My friend had cousins and uncles who raised hell, and that was enough. When the family name turned up on the class roster, the old hands would roll their eyes and groan about the awful things to be expected from him, and declare that the only thing to do was to jump right on him before things got out of control.

My dad was constantly confused, because he was both my dad and a school board member, which meant he'd meet my friends in real life and get to know them, and then he'd hear about them at school board meetings and wonder how they had suddenly turned into such monsters.

In this case, he remembered my buddy from Cub Scouts, and from altar boys, and he couldn't understand why the teachers had so much trouble with him. What was confusing him, of course, was that he still thought of my friends as nice kids, so he treated them like nice kids, and so they behaved toward him like nice kids.

Most folks are like that.

Anyway, I remember sitting with my buddy in a diner late one afternoon. He was telling me that he had decided to drop out and take a job in Rochester that, I kept trying to tell him, was never going to get him anywhere.

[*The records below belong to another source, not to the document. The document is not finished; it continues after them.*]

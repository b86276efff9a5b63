//! Step learning-rate decay and validation-loss early stopping.

/// Multiplies the learning rate by `factor` when training reaches each of
/// the configured epochs.
#[derive(Clone, Debug)]
pub struct StepDecay {
    lr: f64,
    factor: f64,
    steps: Vec<usize>,
    next: usize,
}

impl StepDecay {
    pub fn new(initial_lr: f64, factor: f64, mut steps: Vec<usize>) -> Self {
        steps.sort_unstable();
        steps.dedup();
        Self {
            lr: initial_lr,
            factor,
            steps,
            next: 0,
        }
    }

    /// Learning rate to use for `epoch` (0-based). Call once per epoch, in order.
    pub fn lr_for_epoch(&mut self, epoch: usize) -> f64 {
        if self.steps.get(self.next) == Some(&epoch) {
            self.lr *= self.factor;
            self.next += 1;
        }
        self.lr
    }

    pub fn lr(&self) -> f64 {
        self.lr
    }
}

/// Outcome of feeding one validation loss to [`EarlyStopping`].
#[derive(Clone, Copy, Debug, PartialEq)]
pub enum Verdict {
    /// Strictly better than the best so far; persist the weights.
    Improved,
    /// Strictly worse; carries the current count of such epochs.
    Worse(usize),
    /// Equal to the best (or NaN): nothing changes.
    Unchanged,
    /// Worse for `patience` epochs in a row.
    Stop,
}

#[derive(Clone, Debug)]
pub struct EarlyStopping {
    best: f64,
    patience: usize,
    no_improvement: usize,
}

impl EarlyStopping {
    pub const PATIENCE: usize = 3;

    pub fn new(best: f64) -> Self {
        Self {
            best,
            patience: Self::PATIENCE,
            no_improvement: 0,
        }
    }

    pub fn with_patience(mut self, patience: usize) -> Self {
        self.patience = patience;
        self
    }

    pub fn best(&self) -> f64 {
        self.best
    }

    pub fn no_improvement(&self) -> usize {
        self.no_improvement
    }

    pub fn update(&mut self, val_loss: f64) -> Verdict {
        if self.best > val_loss {
            self.best = val_loss;
            self.no_improvement = 0;
            Verdict::Improved
        } else if self.best < val_loss {
            self.no_improvement += 1;
            if self.no_improvement >= self.patience {
                Verdict::Stop
            } else {
                Verdict::Worse(self.no_improvement)
            }
        } else {
            Verdict::Unchanged
        }
    }
}

#[cfg(test)]
mod tests {
    use super::*;

    #[test]
    fn decays_only_at_boundaries() {
        let mut schedule = StepDecay::new(0.001, 0.75, vec![10, 20, 30]);
        let lrs = (0..40).map(|e| schedule.lr_for_epoch(e)).collect::<Vec<_>>();

        assert!(lrs[..10].iter().all(|&lr| lr == 0.001));
        assert!((lrs[10] - lrs[9] * 0.75).abs() < 1e-15);
        assert!(lrs[10..20].iter().all(|&lr| lr == lrs[10]));
        assert!((lrs[20] - 0.001 * 0.75 * 0.75).abs() < 1e-15);
        assert!((lrs[39] - 0.001 * 0.75f64.powi(3)).abs() < 1e-15);
    }

    #[test]
    fn unsorted_steps_are_normalised() {
        let mut schedule = StepDecay::new(1.0, 0.5, vec![3, 1, 3]);
        let lrs = (0..5).map(|e| schedule.lr_for_epoch(e)).collect::<Vec<_>>();
        assert_eq!(lrs, vec![1.0, 0.5, 0.5, 0.25, 0.25]);
    }

    #[test]
    fn equal_loss_is_a_no_op() {
        let mut stopper = EarlyStopping::new(f64::INFINITY);
        let verdicts = [0.5, 0.5, 0.6, 0.7]
            .into_iter()
            .map(|loss| stopper.update(loss))
            .collect::<Vec<_>>();

        assert_eq!(
            verdicts,
            vec![
                Verdict::Improved,
                Verdict::Unchanged,
                Verdict::Worse(1),
                Verdict::Worse(2)
            ]
        );
        assert_eq!(stopper.best(), 0.5);
    }

    #[test]
    fn stops_after_three_worse_epochs() {
        let mut stopper = EarlyStopping::new(0.4);
        assert_eq!(stopper.update(0.5), Verdict::Worse(1));
        assert_eq!(stopper.update(0.3), Verdict::Improved);
        assert_eq!(stopper.no_improvement(), 0);
        assert_eq!(stopper.update(0.31), Verdict::Worse(1));
        assert_eq!(stopper.update(0.32), Verdict::Worse(2));
        assert_eq!(stopper.update(0.33), Verdict::Stop);
    }

    #[test]
    fn nan_loss_changes_nothing() {
        let mut stopper = EarlyStopping::new(1.0);
        assert_eq!(stopper.update(f64::NAN), Verdict::Unchanged);
        assert_eq!(stopper.best(), 1.0);
    }
}
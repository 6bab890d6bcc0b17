//! ElevenLabs text-to-speech client.
//!
//! Wraps the `text-to-speech/{voice_id}` endpoint and exposes the
//! [`SpeechSynthesizer`] seam used by the HTTP layer.

pub mod api;
pub mod voices;

pub use api::{ElevenLabsClient, ElevenLabsConfig, SpeechSynthesizer, TtsError};
//! Domain building blocks for the cat poster generator.
//!
//! Everything here is pure and synchronous: request validation, image
//! payloads, the injectable randomness used to pick movies, themes and
//! voices, uniqueness tokens, and the prompt templates sent upstream.

pub mod error;
pub mod image;
pub mod picker;
pub mod prompt;
pub mod scene;
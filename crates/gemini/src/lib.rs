//! Client for the hosted Gemini multimodal generation API.
//!
//! Provides the wire types for `generateContent`, a REST client built on
//! [`reqwest`], and the [`GenerativeModel`] seam the orchestrator depends on
//! so tests can substitute a scripted model.

pub mod api;
pub mod model;
pub mod types;

pub use api::{GeminiClient, GeminiConfig, GeminiError};
pub use model::{GeneratedContent, GenerativeModel};
//! REST client for the ElevenLabs text-to-speech endpoint.

use async_trait::async_trait;
use bytes::Bytes;
use reqwest::header::ACCEPT;
use serde::Serialize;

use crate::voices::{MODEL_ID, OUTPUT_FORMAT};

/// Default API root.
pub const DEFAULT_BASE_URL: &str = "https://api.elevenlabs.io/v1";

#[derive(Debug, Clone)]
pub struct ElevenLabsConfig {
    pub api_key: String,
    /// API root without a trailing slash, e.g. `https://host/v1`.
    pub base_url: String,
}

impl ElevenLabsConfig {
    pub fn new(api_key: impl Into<String>) -> Self {
        Self {
            api_key: api_key.into(),
            base_url: DEFAULT_BASE_URL.to_string(),
        }
    }
}

/// Errors from the text-to-speech REST layer.
#[derive(Debug, thiserror::Error)]
pub enum TtsError {
    /// The HTTP request itself failed (network, DNS, TLS, etc.).
    #[error("HTTP request failed: {0}")]
    Request(#[from] reqwest::Error),

    /// ElevenLabs returned a non-2xx status code.
    #[error("ElevenLabs API error ({status}): {body}")]
    ApiError {
        /// HTTP status code.
        status: u16,
        /// Raw response body, possibly empty.
        body: String,
    },
}

/// Something that turns text into MP3 audio with a given voice.
#[async_trait]
pub trait SpeechSynthesizer: Send + Sync {
    async fn synthesize(&self, text: &str, voice_id: &str) -> Result<Bytes, TtsError>;
}

#[derive(Debug, Serialize)]
struct SynthesisRequest<'a> {
    text: &'a str,
    model_id: &'static str,
    voice_settings: VoiceSettings,
}

#[derive(Debug, Serialize)]
struct VoiceSettings {
    stability: f32,
    similarity_boost: f32,
    style: f32,
    use_speaker_boost: bool,
}

impl Default for VoiceSettings {
    fn default() -> Self {
        Self {
            stability: 0.4,
            similarity_boost: 0.7,
            style: 0.0,
            use_speaker_boost: true,
        }
    }
}

/// HTTP client for the ElevenLabs API.
pub struct ElevenLabsClient {
    client: reqwest::Client,
    config: ElevenLabsConfig,
}

impl ElevenLabsClient {
    pub fn new(config: ElevenLabsConfig) -> Self {
        Self {
            client: reqwest::Client::new(),
            config,
        }
    }

    /// Synthesize `text` with `voice_id` and return the MP3 bytes.
    pub async fn text_to_speech(&self, text: &str, voice_id: &str) -> Result<Bytes, TtsError> {
        let url = format!(
            "{}/text-to-speech/{}",
            self.config.base_url.trim_end_matches('/'),
            voice_id
        );
        let body = SynthesisRequest {
            text,
            model_id: MODEL_ID,
            voice_settings: VoiceSettings::default(),
        };

        let response = self
            .client
            .post(url)
            .query(&[("output_format", OUTPUT_FORMAT)])
            .header("xi-api-key", &self.config.api_key)
            .header(ACCEPT, "audio/mpeg")
            .json(&body)
            .send()
            .await?;

        let status = response.status();
        if !status.is_success() {
            let body = response.text().await.unwrap_or_default();
            tracing::warn!(status = status.as_u16(), voice_id, "ElevenLabs rejected request");
            return Err(TtsError::ApiError {
                status: status.as_u16(),
                body,
            });
        }

        let audio = response.bytes().await?;
        tracing::debug!(voice_id, bytes = audio.len(), "Speech synthesized");
        Ok(audio)
    }
}

#[async_trait]
impl SpeechSynthesizer for ElevenLabsClient {
    async fn synthesize(&self, text: &str, voice_id: &str) -> Result<Bytes, TtsError> {
        self.text_to_speech(text, voice_id).await
    }
}

// ---------------------------------------------------------------------------
// Tests
// ---------------------------------------------------------------------------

But the only place he wanted to get was out of town, and I was hard-pressed to explain why he should stay in school. He'd flunked two years and was now only a sophomore to my senior. For me, staying in school meant a few more months; for him it was another two and half years, more if they nailed him again.

And you have to know how that time would be spent: If I were out in the hall without a pass, I'd get yelled at. He'd be put on detention at the very least. It had been that way for years, and I couldn't advise him to stick around where he clearly wasn't wanted.

So he left for Rochester and I finished school and went on to college, and we didn't see each other again for quite a while.

Then I came home for vacation and there he was, in the bar where we all hung out. He limped over, cane in hand, and we embraced in the middle of the floor, two 20-year-olds with a friendship that went back a decade-and-a-half.

We bought each other several beers, and he told me about Vietnam, and about his time rehabbing in stateside hospitals and how he was hopeful of being 100 percent before too much time had gone by.

He wasn't at all bitter. In fact, while he hadn't enjoyed being blown up, he'd had a pretty decent time since he left town, all things considered.

In the space between his words, I heard his story.

Basic training strips you of your identity, and you're only a number to the military.

Well, maybe that's bad, if you've gotten special privileges because of your name.

But he must have found a wonderful liberation at Parris Island, when those screaming, bullying drill instructors saw the name tag on his clothes and didn't even bother to read it.

They treated him like garbage, but he was used to that. What he wasn't used to was that they treated everyone like garbage. Not only that, but it seems his physical strength and mental toughness were seen as positive attributes, not the warning signs of a low-bred, hillbilly troublemaker.

In other words, he started on exactly the same footing as everyone else, and then was judged solely on his own actions and abilities, and he responded by becoming a good Marine.

It's a nice story, but those days are past. With cuts in defense, high-school dropouts can't get into the service anymore, and the only way today's kids could have that experience would be for us to declare war on somebody.

Might I suggest the Faculty Mafia?

Of course, since then we have gotten back into a war, which opens the doors of opportunity once more. I would still prefer that there be other ways for a young person of good character to succeed.